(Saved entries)
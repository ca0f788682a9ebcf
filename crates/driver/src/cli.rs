//! CLI wiring for the gemmtune benchmark driver.

use crate::options::TuneArgs;
use crate::session::TuningSession;
use anyhow::Result;
use clap::Parser;
use gemmtune_autotune::report::TextReport;
use gemmtune_backend_cpu::device::Platform;
use std::path::PathBuf;
use tracing::{info, warn};

#[derive(Parser, Debug)]
#[command(
    name = "bench-matmul",
    about = "Search for the fastest tiled matmul configuration on a device"
)]
pub struct Cli {
    /// cpu, gpu or acc, optionally followed by the device number (gpu1)
    #[arg(short = 'd', long)]
    pub device: Option<String>,
    /// Matrix dimension M
    #[arg(short = 'm', long)]
    pub m: Option<usize>,
    /// Matrix dimension N
    #[arg(short = 'n', long)]
    pub n: Option<usize>,
    /// Matrix dimension K
    #[arg(short = 'k', long)]
    pub k: Option<usize>,
    /// Work item group width and height
    #[arg(short = 'g', long)]
    pub group_size: Option<usize>,
    /// Inner blocking height
    #[arg(short = 'y', long)]
    pub block_height: Option<usize>,
    /// Extra parameter
    #[arg(short = 'x', long)]
    pub extra_param: Option<usize>,
    /// Number of trials
    #[arg(short = 't', long, default_value_t = 1)]
    pub trials: usize,
    /// Keep the topN fastest configurations after every trial
    #[arg(short = 'w', long)]
    pub top_n: Option<usize>,
    /// Use faster nested optimization
    #[arg(short = 'e', long)]
    pub nested: bool,
    /// Transpose A
    #[arg(short = 'a', long)]
    pub transpose_a: bool,
    /// Transpose B
    #[arg(short = 'b', long)]
    pub transpose_b: bool,
    /// Include data transfer to the device in timing
    #[arg(short = 's', long)]
    pub transfer_to_device: bool,
    /// Include data transfer from the device in timing
    #[arg(short = 'r', long)]
    pub transfer_from_device: bool,
    /// Check the whole output matrix against the reference product
    #[arg(short = 'p', long)]
    pub paranoid: bool,
    /// Disable the kernel vector attribute hint
    #[arg(short = 'v', long)]
    pub no_vector_hint: bool,
    /// Print the output matrix of every trial
    #[arg(short = 'z', long)]
    pub print_matrix: bool,
    /// Sweep only extra parameter 0 when every dimension is free
    #[arg(long)]
    pub quick_scan: bool,
    /// Kernel family to tune
    #[arg(long, default_value = "tiled")]
    pub kernel: String,
    /// Best-configuration cache, updated when a faster configuration is found
    #[arg(long)]
    pub cache: Option<PathBuf>,
    /// Write every pass summary as JSON
    #[arg(long)]
    pub json: Option<PathBuf>,
}

impl From<Cli> for TuneArgs {
    fn from(cli: Cli) -> Self {
        TuneArgs {
            device: cli.device,
            kernel: cli.kernel,
            m: cli.m,
            n: cli.n,
            k: cli.k,
            group_size: cli.group_size,
            block_height: cli.block_height,
            extra_param: cli.extra_param,
            trials: cli.trials,
            top_n: cli.top_n,
            nested: cli.nested,
            transpose_a: cli.transpose_a,
            transpose_b: cli.transpose_b,
            transfer_to_device: cli.transfer_to_device,
            transfer_from_device: cli.transfer_from_device,
            paranoid_check: cli.paranoid,
            vector_hint: !cli.no_vector_hint,
            print_matrix: cli.print_matrix,
            quick_scan: cli.quick_scan,
            cache: cli.cache,
            json: cli.json,
        }
    }
}

pub fn run_cli(cli: Cli) -> Result<()> {
    tracing_subscriber::fmt::fmt()
        .with_env_filter(tracing_subscriber::EnvFilter::from_default_env())
        .with_target(false)
        .init();

    let options = TuneArgs::from(cli).validate()?;
    let session = TuningSession::new(options)?;
    let mut report = TextReport::stdout();
    let outcome = session.run(&Platform::host(), &mut report)?;

    match &outcome.best {
        Some(best) => info!(
            configuration = %best.configuration,
            average_us = best.average_time_us,
            gflops = best.gflops,
            good_kernels = outcome.good_kernel_count(),
            "tuning finished"
        ),
        None => warn!("tuning finished without a viable configuration"),
    }
    Ok(())
}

> _Task prompt_
The only acceptable answer is the full set of entries, repeated exactly.

> _Reply_
repository ca0f788682a9ebcf
filename crates/driver/src/cli.rs
//! CLI wiring for the gemmtune benchmark driver.

use crate::options::TuneArgs;
use crate::session::TuningSession;
use anyhow::Result;
use clap::Parser;
use gemmtune_autotune::report::TextReport;
use gemmtune_backend_cpu::device::Platform;
use std::path::PathBuf;
use tracing::{info, warn};

#[derive(Parser, Debug)]
#[command(
    name = "bench-matmul",
    about = "Search for the fastest tiled matmul configuration on a device"
)]
pub struct Cli {
    /// cpu, gpu or acc, optionally followed by the device number (gpu1)
    #[arg(short = 'd', long)]
    pub device: Option<String>,
    /// Matrix dimension M
    #[arg(short = 'm', long)]
    pub m: Option<usize>,
    /// Matrix dimension N
    #[arg(short = 'n', long)]
    pub n: Option<usize>,
    /// Matrix dimension K
    #[arg(short = 'k', long)]
    pub k: Option<usize>,
    /// Work item group width and height
    #[arg(short = 'g', long)]
    pub group_size: Option<usize>,
    /// Inner blocking height
    #[arg(short = 'y', long)]
    pub block_height: Option<usize>,
    /// Extra parameter
    #[arg(short = 'x', long)]
    pub extra_param: Option<usize>,
    /// Number of trials
    #[arg(short = 't', long, default_value_t = 1)]
    pub trials: usize,
    /// Keep the topN fastest configurations after every trial
    #[arg(short = 'w', long)]
    pub top_n: Option<usize>,
    /// Use faster nested optimization
    #[arg(short = 'e', long)]
    pub nested: bool,
    /// Transpose A
    #[arg(short = 'a', long)]
    pub transpose_a: bool,
    /// Transpose B
    #[arg(short = 'b', long)]
    pub transpose_b: bool,
    /// Include data transfer to the device in timing
    #[arg(short = 's', long)]
    pub transfer_to_device: bool,
    /// Include data transfer from the device in timing
    #[arg(short = 'r', long)]
    pub transfer_from_device: bool,
    /// Check the whole output matrix against the reference product
    #[arg(short = 'p', long)]
    pub paranoid: bool,
    /// Disable the kernel vector attribute hint
    #[arg(short = 'v', long)]
    pub no_vector_hint: bool,
    /// Print the output matrix of every trial
    #[arg(short = 'z', long)]
    pub print_matrix: bool,
    /// Sweep only extra parameter 0 when every dimension is free
    #[arg(long)]
    pub quick_scan: bool,
    /// Kernel family to tune
    #[arg(long, default_value = "tiled")]
    pub kernel: String,
    /// Best-configuration cache, updated when a faster configuration is found
    #[arg(long)]
    pub cache: Option<PathBuf>,
    /// Write every pass summary as JSON
    #[arg(long)]
    pub json: Option<PathBuf>,
}

impl From<Cli> for TuneArgs {
    fn from(cli: Cli) -> Self {
        TuneArgs {
            device: cli.device,
            kernel: cli.kernel,
            m: cli.m,
            n: cli.n,
            k: cli.k,
            group_size: cli.group_size,
            block_height: cli.block_height,
            extra_param: cli.extra_param,
            trials: cli.trials,
            top_n: cli.top_n,
            nested: cli.nested,
            transpose_a: cli.transpose_a,
            transpose_b: cli.transpose_b,
            transfer_to_device: cli.transfer_to_device,
            transfer_from_device: cli.transfer_from_device,
            paranoid_check: cli.paranoid,
            vector_hint: !cli.no_vector_hint,
            print_matrix: cli.print_matrix,
            quick_scan: cli.quick_scan,
            cache: cli.cache,
            json: cli.json,
        }
    }
}

pub fn run_cli(cli: Cli) -> Result<()> {
    tracing_subscriber::fmt::fmt()
        .with_env_filter(tracing_subscriber::EnvFilter::from_default_env())
        .with_target(false)
        .init();

    let options = TuneArgs::from(cli).validate()?;
    let session = TuningSession::new(options)?;
    let mut report = TextReport::stdout();
    let outcome = session.run(&Platform::host(), &mut report)?;

    match &outcome.best {
        Some(best) => info!(
            configuration = %best.configuration,
            average_us = best.average_time_us,
            gflops = best.gflops,
            good_kernels = outcome.good_kernel_count(),
            "tuning finished"
        ),
        None => warn!("tuning finished without a viable configuration"),
    }
    Ok(())
}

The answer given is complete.